The schema produces derogatory implications in its practical domain in that working with the elderly is considered as something inferior as “Working with older people is seen as focusing on custodial activities that lack the “excitement” and status of other fields of social work practice”.3 The schema and its associative labels have also given rise to a loss of voice for the elderly in that they consider themselves as disempowered, helpless, unable and incompetent.
It is in line with an understanding of the importance of language and its creational capabilities that Ray asks: “To what extent does language construct the field of gerontology? That is, what frames of reference structure interpretations? What Meanings are privileged? What meanings are ignored or discouraged?.4
Studies by Langer5‒7 demonstrate how entrapment in stereotypes and schemas may impede the process of looking at multiple available alternatives. These findings also suggest how aging can be mindlessly accepted as a process with negative implications such as loss of memory and cognition where as a mindful understanding of aging can open up the possibility of an increase in creativity and an improvement in memory. Langer’s research on mindlessness and mindfulness also suggests that schemas on aging and their priming function, when accepted mindlessly, may largely contribute to producing responses and reactions on aging that confirm their inducing schemas. In other words, if the mindlessly accepted schemas delineate aging as something associated with depletion of energy and memory loss, the subsequent understanding of aging will move in line with the negative attitude towards aging whereas if the stereotypes be mindfully challenged, they would give rise to improvement of cognitive function 7. Recent studies indicate that a mindful understanding of aging may also play a role in an increase of both cognitive and emotional performance.
A series of studies by Levy and her colleagues also indicate that older individuals exposed to negative-age-stereotype primes tended to perform worse than those exposed to positive-age-stereotype primes on four memory tasks.8 These results suggest not only that self-stereotypes of aging are capable of influencing a cognitive process in the aged but also that the process occurs without awareness.
Levy and colleagues also found that people’s mindsets may contribute more to their health than the physiological factors we and our doctors typically focus on.

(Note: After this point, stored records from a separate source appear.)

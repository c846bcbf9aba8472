//! Class hierarchy queries: superclasses, interface closures and type
//! variable mapping across the supertype graph.

use std::collections::VecDeque;

use indexmap::IndexSet;
use rustc_hash::FxHashSet;

use super::codebase::Codebase;
use super::ids::ClassId;
use super::types::{TypeItem, TypeVariableMap};

impl Codebase {
    /// The type of `class` as used inside its own body: the class applied to
    /// its own type parameters.
    pub fn class_type(&self, class: ClassId) -> TypeItem {
        let item = self.class(class);
        let arguments = item
            .type_parameters()
            .iter()
            .map(|&id| self.type_parameter(id).as_type(id))
            .collect();
        TypeItem::generic(item.qualified_name(), arguments)
    }

    /// The superclass, if its type names a class in this codebase. Cached
    /// until [`ClassItem::set_super_class_type`](super::ClassItem::set_super_class_type).
    pub fn super_class(&self, class: ClassId) -> Option<ClassId> {
        let item = self.class(class);
        *item.super_class.get_or_init(|| {
            item.super_class_type()
                .and_then(TypeItem::class_name)
                .and_then(|name| self.find_class(name))
        })
    }

    /// Directly implemented (or, for interfaces, extended) interfaces that
    /// resolve to classes in this codebase, in declaration order.
    pub fn direct_interfaces(&self, class: ClassId) -> Vec<ClassId> {
        self.class(class)
            .interface_types()
            .iter()
            .filter_map(TypeItem::class_name)
            .filter_map(|name| self.find_class(name))
            .collect()
    }

    /// Superclasses from the direct one up to the root.
    pub fn all_super_classes(&self, class: ClassId) -> Vec<ClassId> {
        let mut seen = FxHashSet::default();
        seen.insert(class);
        let mut result = Vec::new();
        let mut current = self.super_class(class);
        while let Some(ancestor) = current {
            if !seen.insert(ancestor) {
                break;
            }
            result.push(ancestor);
            current = self.super_class(ancestor);
        }
        result
    }

    /// Every interface `class` implements, directly or through its
    /// superclasses and super-interfaces, without duplicates.
    ///
    /// The class's own interfaces come first, breadth first, followed by
    /// those contributed by each superclass in turn.
    pub fn all_interfaces(&self, class: ClassId) -> &[ClassId] {
        self.class(class).all_interfaces.get_or_init(|| {
            let mut result = IndexSet::new();
            let chain = std::iter::once(class).chain(self.all_super_classes(class));
            for current in chain {
                let mut queue: VecDeque<ClassId> = self.direct_interfaces(current).into();
                while let Some(interface) = queue.pop_front() {
                    if interface != class && result.insert(interface) {
                        queue.extend(self.direct_interfaces(interface));
                    }
                }
            }
            result.into_iter().collect()
        })
    }

    /// Whether `class` is `ancestor` or inherits from it.
    pub fn is_subtype_of(&self, class: ClassId, ancestor: ClassId) -> bool {
        class == ancestor
            || self.all_super_classes(class).contains(&ancestor)
            || self.all_interfaces(class).contains(&ancestor)
    }

    /// Bindings of `source`'s type parameters as seen from `target`, found by
    /// following supertype references from `target` up to `source`.
    ///
    /// For `class B extends A<String>` and `class A<T>`, mapping `B` to `A`
    /// binds `T` to `String`. Raw supertypes bind nothing, and an unrelated
    /// `source` gives an empty map.
    pub fn map_type_variables(&self, target: ClassId, source: ClassId) -> TypeVariableMap {
        if target == source {
            return TypeVariableMap::default();
        }
        let mut visited = FxHashSet::default();
        self.map_type_variables_from(target, &TypeVariableMap::default(), source, &mut visited)
            .unwrap_or_default()
    }

    fn map_type_variables_from(
        &self,
        class: ClassId,
        bindings: &TypeVariableMap,
        source: ClassId,
        visited: &mut FxHashSet<ClassId>,
    ) -> Option<TypeVariableMap> {
        if !visited.insert(class) {
            return None;
        }
        let item = self.class(class);
        for super_type in item.super_class_type().into_iter().chain(item.interface_types()) {
            let TypeItem::Class(super_type) = super_type.substitute(bindings) else {
                continue;
            };
            let Some(super_class) = self.find_class(&super_type.qualified_name) else {
                continue;
            };
            let super_bindings: TypeVariableMap = self
                .class(super_class)
                .type_parameters()
                .iter()
                .copied()
                .zip(super_type.arguments)
                .collect();
            if super_class == source {
                return Some(super_bindings);
            }
            if let Some(found) = self.map_type_variables_from(super_class, &super_bindings, source, visited) {
                return Some(found);
            }
        }
        None
    }
}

They looked at the life spans of a group of more than 650 people in Oxford, Ohio, who in 1975 had been asked to respond to positive and negative statements about aging. They could agree or disagree with thoughts such as “Things keep getting worse as I get older”, “As you get older, you are less useful”, and “I am as happy now as I was when I was younger”. Participants were then categorized as holding either a positive or a negative view of their health and aging. In checking the records of the participants more than twenty years after the survey, Levy and her colleagues found that those who viewed aging more positively lived, on average, 7.5years longer than those who were negative about it.
The focus on mindfulness with its essence as a proactive engagement in the present moment indicated that an increase of mindfulness can largely contribute to the retrieval and recollection of information. Langer’s research5,7 demonstrates that with an increase of meaningfulness, choice oriented performance, control and engagement, people will have a better chance of retrieving and remembering the information.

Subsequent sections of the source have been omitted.